Bharat,

I had the same double take but upon pondering I assumed it meant clinical 
decision making group (the MIT enclave).

Landon

On 22 August 2018 22:21:49 GMT-04:00, Bharat Shetty <[email protected]> 
wrote:
>On Thu, Aug 23, 2018 at 4:54 AM <[email protected]> wrote:
>
>> First, stepping back, https://youtu.be/ajGX7odA87k provides some
>examples
>> of my ML and AI involve too much magical thinking. That jobs with
>some of
>> the points in the Quanta essay. I'm especially sensitive to this
>because of
>> days of AI including a stint in the MIT clinical decision making
>group
>> (over four decades ago). The focus wasn't just on computing but also
>> understanding how doctors approached problems. Humans don't do a
>great job
>> either.
>>
>
>A big fan of James Mickens types of guys who always call for skepticism
>and
>careful analysis and continual improvement in our mental models of how
>things work.
>
>
>> But when I see
>>
>> "Three decades ago, a prime challenge in artificial intelligence
>research
>> was to program machines to associate a potential cause to a set of
>> observable conditions. Pearl figured out how to do that using a
>scheme
>> called Bayesian networks. Bayesian networks made it practical for
>machines
>> to say that, given a patient who returned from Africa with a fever
>and body
>> aches, the most likely explanation was malaria.
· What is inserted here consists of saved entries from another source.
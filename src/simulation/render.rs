use bevy::prelude::*;
use bevy_prototype_debug_lines::DebugLines;
use bevy_prototype_lyon::prelude::*;

use super::physics::OscillatorState;
use super::util::Layout;

const COIL_TURNS: usize = 12;
const COIL_AMPLITUDE: f32 = 10.0;
const PIVOT_RADIUS: f32 = 2.0;

/// How the oscillating body is drawn. Both layers share the same kernel.
#[derive(Debug, Clone, Copy, PartialEq, Eq)]
pub enum Presentation {
    /// Rod and bob swinging about the hang point, displacement read as an angle.
    Pendulum,
    /// Body on a horizontal spring, pulled out by `arm * sin(displacement)`.
    Spring,
}

impl Default for Presentation {
    fn default() -> Self {
        Presentation::Pendulum
    }
}

impl Presentation {
    pub fn next(self) -> Self {
        match self {
            Presentation::Pendulum => Presentation::Spring,
            Presentation::Spring => Presentation::Pendulum,
        }
    }

    pub fn label(self) -> &'static str {
        match self {
            Presentation::Pendulum => "pendulum",
            Presentation::Spring => "spring",
        }
    }

    pub fn format_displacement(self, layout: &Layout, displacement: f64) -> String {
        match self {
            Presentation::Pendulum => format!("{:.3} rad", displacement),
            Presentation::Spring => format!(
                "{:.1} px",
                layout.arm_length() * (displacement as f32).sin()
            ),
        }
    }

    /// Screen-space outline of the body for the given displacement and mass.
    pub fn geometry(self, layout: &Layout, displacement: f64, mass: f64) -> BodyGeometry {
        let arm = layout.arm_length();
        let hang = layout.hang_point();
        let radius = mass as f32;
        let (sin, cos) = (displacement as f32).sin_cos();

        match self {
            Presentation::Pendulum => BodyGeometry {
                anchor: Outline::closed(circle_points(hang, PIVOT_RADIUS, 8)),
                link: Outline::open(vec![
                    hang,
                    hang + Vec2::new(sin, cos) * (arm - radius),
                ]),
                body_center: hang + Vec2::new(sin, cos) * arm,
                body_radius: radius,
            },
            Presentation::Spring => {
                let wall_x = layout.padding();
                let body_center = Vec2::new(hang.x + arm * sin, hang.y);
                BodyGeometry {
                    anchor: Outline::open(vec![
                        Vec2::new(wall_x, hang.y - arm / 2.0),
                        Vec2::new(wall_x, hang.y + arm / 2.0),
                    ]),
                    link: Outline::open(coil_points(
                        Vec2::new(wall_x, hang.y),
                        Vec2::new(body_center.x - radius, hang.y),
                    )),
                    body_center,
                    body_radius: radius,
                }
            }
        }
    }
}

#[derive(Debug, Clone, PartialEq)]
pub struct Outline {
    pub points: Vec<Vec2>,
    pub closed: bool,
}

impl Outline {
    fn open(points: Vec<Vec2>) -> Self {
        Outline {
            points,
            closed: false,
        }
    }

    fn closed(points: Vec<Vec2>) -> Self {
        Outline {
            points,
            closed: true,
        }
    }

    fn to_world(&self, layout: &Layout) -> Outline {
        Outline {
            points: self.points.iter().map(|p| layout.to_world(*p)).collect(),
            closed: self.closed,
        }
    }
}

#[derive(Debug, Clone, PartialEq)]
pub struct BodyGeometry {
    pub anchor: Outline,
    pub link: Outline,
    pub body_center: Vec2,
    pub body_radius: f32,
}

fn circle_points(center: Vec2, radius: f32, segments: usize) -> Vec<Vec2> {
    (0..segments)
        .map(|i| {
            let angle = i as f32 / segments as f32 * std::f32::consts::TAU;
            center + Vec2::new(angle.cos(), angle.sin()) * radius
        })
        .collect()
}

/// Zig-zag between `start` and `end`, flat at both ends.
fn coil_points(start: Vec2, end: Vec2) -> Vec<Vec2> {
    let segments = COIL_TURNS * 2;
    let step = (end - start) / (segments + 2) as f32;
    let normal = step.perp().normalize_or_zero() * COIL_AMPLITUDE;

    let mut points = Vec::with_capacity(segments + 3);
    points.push(start);
    for i in 1..=segments + 1 {
        let offset = if i == segments + 1 {
            Vec2::ZERO
        } else if i % 2 == 0 {
            -normal
        } else {
            normal
        };
        points.push(start + step * i as f32 + offset);
    }
    points.push(end);
    points
}

#[derive(Component, Debug, Clone, Copy, PartialEq, Eq)]
pub enum BodyPart {
    Anchor,
    Link,
    Body,
}

#[derive(Component)]
pub struct GraphCurve;

fn outline_path(outline: &Outline) -> Path {
    if outline.points.len() < 2 {
        return PathBuilder::new().build();
    }
    ShapePath::build_as(&shapes::Polygon {
        points: outline.points.clone(),
        closed: outline.closed,
    })
}

/// Spawns the entities whose paths are rebuilt every tick.
pub fn spawn_shapes(world: &mut World) {
    let placeholder = shapes::Line(Vec2::ZERO, Vec2::ZERO);

    for part in [BodyPart::Anchor, BodyPart::Link, BodyPart::Body] {
        world
            .spawn()
            .insert(part)
            .insert_bundle(GeometryBuilder::build_as(
                &placeholder,
                DrawMode::Stroke(StrokeMode::new(Color::WHITE, 1.0)),
                Transform::default(),
            ));
    }

    world
        .spawn()
        .insert(GraphCurve)
        .insert_bundle(GeometryBuilder::build_as(
            &placeholder,
            DrawMode::Stroke(StrokeMode::new(Color::YELLOW, 1.0)),
            Transform::default(),
        ));
}

pub fn render_body(
    layout: Res<Layout>,
    presentation: Res<Presentation>,
    state: Res<OscillatorState>,
    mut parts: Query<(&mut Path, &BodyPart)>,
) {
    let geometry = presentation.geometry(
        &layout,
        state.current_displacement(),
        state.parameters().mass,
    );

    for (mut path, part) in parts.iter_mut() {
        *path = match part {
            BodyPart::Anchor => outline_path(&geometry.anchor.to_world(&layout)),
            BodyPart::Link => outline_path(&geometry.link.to_world(&layout)),
            BodyPart::Body => ShapePath::build_as(&shapes::Circle {
                radius: geometry.body_radius,
                center: layout.to_world(geometry.body_center),
            }),
        };
    }
}

pub fn render_graph(
    layout: Res<Layout>,
    state: Res<OscillatorState>,
    mut curve: Query<&mut Path, With<GraphCurve>>,
) {
    let outline = Outline::open(
        state
            .history()
            .iter()
            .enumerate()
            .map(|(i, sample)| layout.to_world(layout.graph_point(i, *sample)))
            .collect(),
    );

    for mut path in curve.iter_mut() {
        *path = outline_path(&outline);
    }
}

/// Debug lines only live for one frame, so the axes are drawn every frame.
pub fn draw_axes(layout: Res<Layout>, mut lines: ResMut<DebugLines>) {
    for (start, end) in layout.axes() {
        lines.line(
            layout.to_world(start).extend(0.0),
            layout.to_world(end).extend(0.0),
            0.0,
        );
    }
}

#[cfg(test)]
mod tests {
    use super::*;
    use std::f64::consts::FRAC_PI_2;

    fn layout() -> Layout {
        Layout {
            width: 960.0,
            height: 720.0,
            panel_width: 240.0,
        }
    }

    fn near(a: Vec2, b: Vec2) -> bool {
        a.distance(b) < 1e-3
    }

    #[test]
    fn pendulum_hangs_straight_down_at_rest() {
        let geometry = Presentation::Pendulum.geometry(&layout(), 0.0, 20.0);

        assert!(near(geometry.body_center, Vec2::new(240.0, 520.0)));
        assert_eq!(geometry.body_radius, 20.0);
        assert_eq!(geometry.link.points.len(), 2);
        assert!(near(geometry.link.points[1], Vec2::new(240.0, 500.0)));
        assert!(geometry.anchor.closed);
    }

    #[test]
    fn pendulum_swings_sideways() {
        let geometry = Presentation::Pendulum.geometry(&layout(), FRAC_PI_2, 10.0);
        assert!(near(geometry.body_center, Vec2::new(400.0, 360.0)));
    }

    #[test]
    fn spring_stretches_along_axis() {
        let layout = layout();
        let geometry = Presentation::Spring.geometry(&layout, -FRAC_PI_2, 30.0);

        assert!(near(geometry.body_center, Vec2::new(80.0, 360.0)));
        let first = geometry.link.points.first().copied();
        let last = geometry.link.points.last().copied();
        assert_eq!(first, Some(Vec2::new(40.0, 360.0)));
        assert!(near(last.unwrap_or_default(), Vec2::new(50.0, 360.0)));
        assert!(geometry
            .link
            .points
            .iter()
            .all(|p| (p.y - 360.0).abs() <= COIL_AMPLITUDE + 1e-3));
    }

    #[test]
    fn presentation_cycles() {
        assert_eq!(Presentation::default().next(), Presentation::Spring);
        assert_eq!(Presentation::Spring.next(), Presentation::Pendulum);
    }

    #[test]
    fn displacement_text_depends_on_presentation() {
        let layout = layout();
        assert_eq!(
            Presentation::Pendulum.format_displacement(&layout, -1.0),
            "-1.000 rad"
        );
        assert_eq!(
            Presentation::Spring.format_displacement(&layout, FRAC_PI_2),
            "160.0 px"
        );
    }

    #[test]
    fn graph_follows_history() {
        let mut app = App::new();
        let params = crate::simulation::Params::default();
        let layout = params.layout();
        let mut state = params.initial_state();
        state.tick();
        state.tick();

        app.insert_resource(layout)
            .insert_resource(state)
            .add_system(render_graph);
        let curve = app
            .world
            .spawn()
            .insert(GraphCurve)
            .insert(PathBuilder::new().build())
            .id();

        app.update();

        assert!(app.world.get::<Path>(curve).is_some());
        assert_eq!(app.world.resource::<OscillatorState>().history().len(), 2);
    }
}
In 2011 Pearl won the
>> Turing Award, computer science’s highest honor, in large part for
>this
>> work."
>>
>> I'm wary because in that CDMG we recognized that Bayesian approaches
>> didn't work when there wasn't a well-defined space of choices.
>
>Pardon my ignorance, but what is CDMG ?
>
>Regards,
>Bharat

-- 
Violence is the last refuge of the incompetent.